Los dogmas son el arma mortal de la economía

La definición más genérica que los economistas recibimos de la palabra “economía” en los cursos de grado, es que consiste en una ciencia que trata de la organización y administración de recursos escasos para fines que son alternativos.

De esta manera, hay un corolario que se desprende del mencionado concepto: toda acción económica implica la existencia de costos de oportunidad o, lo que es lo mismo, casi todo, en economía, es un juego de suma cero, por cada cosa positiva hay una negativa. Por lo tanto, si hay algo que no hay que ser, en general, cuando se habla de economía es dogmático, porque la realidad anterior termina imponiéndose de manera cruel.

En los últimos 20 años Latinoamérica ha tenido 2 etapas bien marcadas de “dinero fácil” debido al ciclo de negocios a nivel internacional. La primera se produjo hacia fines de la década del ´70 y principios de la del ´80 cuando el reciclaje de los petrodólares hacia al primer mundo, generó una ola de ingreso de capitales hacia algunos de los países del tercer mundo que esencialmente sirvió para financiar sus déficits fiscales ante la inexistencia de convencimiento sobre la importancia de las restricciones de presupuesto y la imposibilidad de seguir usando a la demanda de dinero como “puente” de algo que nunca llegaba: el ajuste fiscal.

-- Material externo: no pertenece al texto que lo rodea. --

//! Property listing domain types

use chrono::{DateTime, Utc};
use serde::{Deserialize, Serialize};

use crate::error::ApiError;

/// Listing status
#[derive(Debug, Clone, Copy, Serialize, Deserialize, PartialEq, Eq, Default)]
#[serde(rename_all = "snake_case")]
pub enum PropertyStatus {
    #[default]
    Available,
    Pending,
    Sold,
    Rented,
}

impl From<String> for PropertyStatus {
    fn from(s: String) -> Self {
        match s.as_str() {
            "pending" => Self::Pending,
            "sold" => Self::Sold,
            "rented" => Self::Rented,
            _ => Self::Available,
        }
    }
}

impl std::fmt::Display for PropertyStatus {
    fn fmt(&self, f: &mut std::fmt::Formatter<'_>) -> std::fmt::Result {
        match self {
            Self::Available => write!(f, "available"),
            Self::Pending => write!(f, "pending"),
            Self::Sold => write!(f, "sold"),
            Self::Rented => write!(f, "rented"),
        }
    }
}

/// A property listing. Immutable once stored; new listings are prepended
/// to the catalog so source order stays newest-first.
#[derive(Debug, Clone, Serialize, Deserialize, PartialEq)]
pub struct Property {
    pub id: String,
    pub title: String,
    pub address: String,
    /// Price in whole dollars, never negative.
    pub price: i64,
    pub bedrooms: u32,
    /// Fractional counts are valid (e.g. 2.5 baths).
    pub bathrooms: f64,
    pub square_feet: u32,
    pub image_url: String,
    /// Free-text category label, compared case-insensitively.
    pub property_type: String,
    pub status: PropertyStatus,
    pub description: String,
    pub features: Vec<String>,
    pub agent_id: String,
    pub created_at: DateTime<Utc>,
}

/// Request to create a new listing (agents only).
#[derive(Debug, Clone, Deserialize)]
pub struct CreatePropertyRequest {
    pub title: String,
    pub address: String,
    pub price: i64,
    pub bedrooms: u32,
    pub bathrooms: f64,
    pub square_feet: u32,
    #[serde(default)]
    pub image_url: Option<String>,
    pub property_type: String,
    #[serde(default)]
    pub status: PropertyStatus,
    #[serde(default)]
    pub description: String,
    #[serde(default)]
    pub features: Vec<String>,
}

impl CreatePropertyRequest {
    pub fn validate(&self) -> Result<(), ApiError> {
        if self.title.trim().is_empty() {
            return Err(ApiError::bad_request("title must not be empty"));
        }
        if self.address.trim().is_empty() {
            return Err(ApiError::bad_request("address must not be empty"));
        }
        if self.price < 0 {
            return Err(ApiError::bad_request("price must not be negative"));
        }
        if self.bathrooms < 0.0 {
            return Err(ApiError::bad_request("bathrooms must not be negative"));
        }
        if self.property_type.trim().is_empty() {
            return Err(ApiError::bad_request("property_type must not be empty"));
        }
        Ok(())
    }

    /// Materialize the stored listing, owned by the submitting agent.
    pub fn into_property(self, agent_id: &str) -> Property {
        Property {
            id: uuid::Uuid::new_v4().to_string(),
            title: self.title,
            address: self.address,
            price: self.price,
            bedrooms: self.bedrooms,
            bathrooms: self.bathrooms,
            square_feet: self.square_feet,
            image_url: self.image_url.unwrap_or_default(),
            property_type: self.property_type,
            status: self.status,
            description: self.description,
            features: self.features,
            agent_id: agent_id.to_string(),
            created_at: Utc::now(),
        }
    }
}

#[cfg(test)]
mod tests {
    use super::*;

    fn request() -> CreatePropertyRequest {
        CreatePropertyRequest {
            title: "Spacious 3BR House with Garden".to_string(),
            address: "12 Elm St, Portland, OR".to_string(),
            price: 540_000,
            bedrooms: 3,
            bathrooms: 2.0,
            square_feet: 1650,
            image_url: None,
            property_type: "House".to_string(),
            status: PropertyStatus::default(),
            description: String::new(),
            features: vec![],
        }
    }

    #[test]
    fn valid_request_passes() {
        assert!(request().validate().is_ok());
    }

    #[test]
    fn negative_price_is_rejected() {
        let mut req = request();
        req.price = -1;
        assert!(req.validate().is_err());
    }

    #[test]
    fn blank_title_is_rejected() {
        let mut req = request();
        req.title = "   ".to_string();
        assert!(req.validate().is_err());
    }

    #[test]
    fn into_property_assigns_id_and_owner() {
        let property = request().into_property("agent1");
        assert!(!property.id.is_empty());
        assert_eq!(property.agent_id, "agent1");
        assert_eq!(property.status, PropertyStatus::Available);
    }
}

Como era de esperar, el financiar a un “quebrado” no podía traer más que un problema patrimonial enorme a quien lo atiende y un descalabro de flujos a quien tomó el financiamiento (esto es una “suma cero”). La crisis de la deuda comienza en 1982 cuando México deja de atender el servicio de ella y se extiende para Argentina hasta abril de 1988 cuando declara una moratoria unilateral en sus pagos externos.

De esta manera, gran parte de la década del ´80 para Latinoamérica fue absolutamente perdida en términos de crecimiento económico al quedar flotando en un “limbo” (por la desaparición del financiamiento externo de los déficits públicos) donde se volvía a insistir en la emisión monetaria, con su consecuencia de alta inflación y crisis recurrentes de balanza de pagos (la excepción a una parte importante de estos comentarios es Chile).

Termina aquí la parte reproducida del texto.